We’ve seen it a million times: car show photos shot at noon. Tired of your car-show shots looking lousy? It may not be your equipment. Here are 10 easy tips to making your car show photos look degrees better than they have in years past. They’re the basics, and will work for people using point-and-shoot digital photos as well as the giant digital SLRs that the Hemmings staff uses in their daily life. No tripods or crazy special equipment necessary.

1) Get there early. High-noon sun has a tendency to make weird shadows on the sides of the car, and wash out the sides in favor of the sunny (top) side. It makes for an uneven photo. Morning (or late-afternoon) sun will shine on the sides of the car, casting it all in a warm glow.

2) Make sure that the sun is behind you. Shooting into the sun makes for lens flare and harsh shadows that your camera may not be able to compensate for. Cloudy days make this easier, but even when it’s diffused, shooting into the light can make for odd results.
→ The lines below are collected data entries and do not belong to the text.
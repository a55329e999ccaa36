//! Retry policy: decides retry vs. give up after a failed delivery.

/// What to do with a task after a failed attempt.
#[derive(Debug, Clone, Copy, PartialEq, Eq)]
pub enum RetryDecision {
    /// Put the task back at the tail of the queue.
    Requeue,
    /// Mark the task Failed and drop it.
    GiveUp,
}

/// Retry policy for failed deliveries.
///
/// `retry_count` counts failures, so a task that always fails is attempted
/// `max_retries + 1` times in total. Retried tasks go straight back to the
/// tail of the queue with no extra delay.
#[derive(Debug, Clone, Copy, PartialEq, Eq)]
pub struct RetryPolicy {
    pub max_retries: u32,
}

impl RetryPolicy {
    pub const DEFAULT_MAX_RETRIES: u32 = 3;

    pub fn new(max_retries: u32) -> Self {
        Self { max_retries }
    }

    /// Decide based on the retry count *after* the failure was recorded.
    ///
    /// Example with max_retries=3:
    /// - retry_count 1, 2, 3: requeue
    /// - retry_count 4: give up
    pub fn decide(&self, retry_count: u32) -> RetryDecision {
        if retry_count <= self.max_retries {
            RetryDecision::Requeue
        } else {
            RetryDecision::GiveUp
        }
    }

    /// Total delivery attempts a permanently failing task gets.
    pub fn max_attempts(&self) -> u32 {
        self.max_retries.saturating_add(1)
    }
}

impl Default for RetryPolicy {
    fn default() -> Self {
        Self::new(Self::DEFAULT_MAX_RETRIES)
    }
}

#[cfg(test)]
mod tests {
    use super::*;
    use rstest::rstest;

    #[test]
    fn default_policy_allows_three_retries() {
        let policy = RetryPolicy::default();
        assert_eq!(policy.max_retries, 3);
        assert_eq!(policy.max_attempts(), 4);
    }

    #[rstest]
    #[case(1, RetryDecision::Requeue)]
    #[case(2, RetryDecision::Requeue)]
    #[case(3, RetryDecision::GiveUp)]
    #[case(10, RetryDecision::GiveUp)]
    fn decides_by_retry_count(#[case] retry_count: u32, #[case] expected: RetryDecision) {
        let policy = RetryPolicy::new(2);
        assert_eq!(policy.decide(retry_count), expected);
    }

    #[test]
    fn zero_retries_gives_up_on_first_failure() {
        let policy = RetryPolicy::new(0);
        assert_eq!(policy.decide(1), RetryDecision::GiveUp);
        assert_eq!(policy.max_attempts(), 1);
    }
}
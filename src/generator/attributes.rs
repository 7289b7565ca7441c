//! Attribute phase
//!
//! Raises attributes one step at a time, picking which one by the
//! archetype's weights, until a randomly chosen share of the budget is
//! used.

use rand::distributions::{Distribution, WeightedIndex};
use rand::Rng;

use crate::catalog::Archetype;
use crate::character::{Attribute, Character, ATTRIBUTE_CAP};

/// Spend between 30% and 50% of `budget` on attribute increases.
/// Returns the points spent, never more than `budget`.
pub fn allocate_attributes(
    character: &mut Character,
    budget: i32,
    archetype: Archetype,
    rng: &mut impl Rng,
) -> i32 {
    let weights: Vec<u32> = Attribute::ALL
        .iter()
        .map(|a| archetype.attribute_weight(*a))
        .collect();
    let picker = match WeightedIndex::new(&weights) {
        Ok(picker) => picker,
        Err(e) => {
            log::warn!("No usable attribute weights for {}: {}", archetype, e);
            return 0;
        }
    };

    let target = (f64::from(budget) * rng.gen_range(0.3..0.5)) as i32;
    let mut spent = 0;

    while spent < target {
        // Every draw would be a redraw once everything is capped
        if character.attributes.below(ATTRIBUTE_CAP).is_empty() {
            break;
        }

        let attr = Attribute::ALL[picker.sample(rng)];
        let cost = attr.cost();
        if spent + cost > budget {
            break;
        }
        if character.attribute(attr) >= ATTRIBUTE_CAP {
            continue;
        }

        character.attributes.raise(attr);
        spent += cost;
    }

    spent
}
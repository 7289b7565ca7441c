//! Advantages and disadvantages
//!
//! Fixed-cost traits. Disadvantages carry a negative cost.

use serde::{Deserialize, Serialize};

use super::tags::{CatalogEntry, ContentTag, TechRange};

/// A beneficial trait bought with points
#[derive(Debug, Clone, PartialEq, Eq, Serialize, Deserialize)]
pub struct Advantage {
    pub name: String,
    pub cost: i32,
    pub tags: Vec<ContentTag>,
    #[serde(default)]
    pub tech_range: TechRange,
}

/// A limiting trait that refunds points
#[derive(Debug, Clone, PartialEq, Eq, Serialize, Deserialize)]
pub struct Disadvantage {
    pub name: String,
    /// Negative by convention
    pub cost: i32,
    pub tags: Vec<ContentTag>,
    #[serde(default)]
    pub tech_range: TechRange,
}

impl Advantage {
    pub fn new(name: impl Into<String>, cost: i32, tags: &[ContentTag]) -> Self {
        Self {
            name: name.into(),
            cost,
            tags: tags.to_vec(),
            tech_range: TechRange::ALL,
        }
    }

    pub fn with_tech_range(mut self, min: i32, max: i32) -> Self {
        self.tech_range = TechRange::new(min, max);
        self
    }
}

impl Disadvantage {
    pub fn new(name: impl Into<String>, cost: i32, tags: &[ContentTag]) -> Self {
        Self {
            name: name.into(),
            cost,
            tags: tags.to_vec(),
            tech_range: TechRange::ALL,
        }
    }

    pub fn with_tech_range(mut self, min: i32, max: i32) -> Self {
        self.tech_range = TechRange::new(min, max);
        self
    }
}

impl CatalogEntry for Advantage {
    fn name(&self) -> &str {
        &self.name
    }

    fn tags(&self) -> &[ContentTag] {
        &self.tags
    }

    fn tech_range(&self) -> TechRange {
        self.tech_range
    }
}

impl CatalogEntry for Disadvantage {
    fn name(&self) -> &str {
        &self.name
    }

    fn tags(&self) -> &[ContentTag] {
        &self.tags
    }

    fn tech_range(&self) -> TechRange {
        self.tech_range
    }
}

// =============================================================================
// Built-in tables
// =============================================================================

/// Built-in advantage list
pub fn default_advantages() -> Vec<Advantage> {
    use ContentTag::*;

    vec![
        Advantage::new("Fit", 5, &[Mundane]),
        Advantage::new("Combat Reflexes", 15, &[Mundane]),
        Advantage::new("Luck", 10, &[Mundane]),
        Advantage::new("High Pain Threshold", 10, &[Mundane]),
        Advantage::new("Acute Hearing 2", 4, &[Mundane]),
        Advantage::new("Charisma 1", 5, &[Mundane]),
        Advantage::new("Language Talent", 10, &[Mundane]),
        Advantage::new("Wealthy", 20, &[Mundane]),
        Advantage::new("Security Clearance", 5, &[Mundane]).with_tech_range(6, 12),
        Advantage::new("Neural Interface", 10, &[Mundane]).with_tech_range(9, 12),
        Advantage::new("Magery 1", 15, &[Supernatural]),
        Advantage::new("Spirit Empathy", 10, &[Supernatural]),
        Advantage::new("Telepathy 1", 15, &[Super]),
        Advantage::new("Damage Resistance 2", 10, &[Super]),
    ]
}

/// Built-in disadvantage list
pub fn default_disadvantages() -> Vec<Disadvantage> {
    use ContentTag::*;

    vec![
        Disadvantage::new("Lame (Crippled Leg)", -10, &[Mundane]),
        Disadvantage::new("Code of Honor", -10, &[Mundane]),
        Disadvantage::new("Phobia (Darkness)", -5, &[Mundane]),
        Disadvantage::new("Bad Temper", -10, &[Mundane]),
        Disadvantage::new("Overconfidence", -5, &[Mundane]),
        Disadvantage::new("Sense of Duty (Comrades)", -5, &[Mundane]),
        Disadvantage::new("Illiteracy", -3, &[Mundane]).with_tech_range(0, 5),
        Disadvantage::new("Phobia (Machinery)", -5, &[Mundane]).with_tech_range(5, 12),
        Disadvantage::new("Addiction (Stimulants)", -5, &[Mundane]).with_tech_range(7, 12),
        Disadvantage::new("Cursed", -15, &[Supernatural]),
        Disadvantage::new("Magic Susceptibility 1", -3, &[Supernatural]),
        Disadvantage::new("Uncontrollable Power", -10, &[Super]),
    ]
}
3) Don’t always shoot at eye level. Cars take on a whole new shape when seen from a level that you don’t normally see them at. Try holding the camera high above your head, or drop it down low (ie, knee-level) for visual interest. Use the screen on the back of your point-and-shoot to help you center things.

4) Get out of your own shadow. We want to see the car, not you. If you’re in the shadow, take a step either way and get out of it. If you’re not sure whether your shadow is in the shot, hold the camera with one hand and wave—if you see yourself waving back, move.

5) Similarly, move to avoid “hot spots.” Really shiny cars will have pinpoints of light on various curves and points on the body. Try to move yourself around so that they’re minimized.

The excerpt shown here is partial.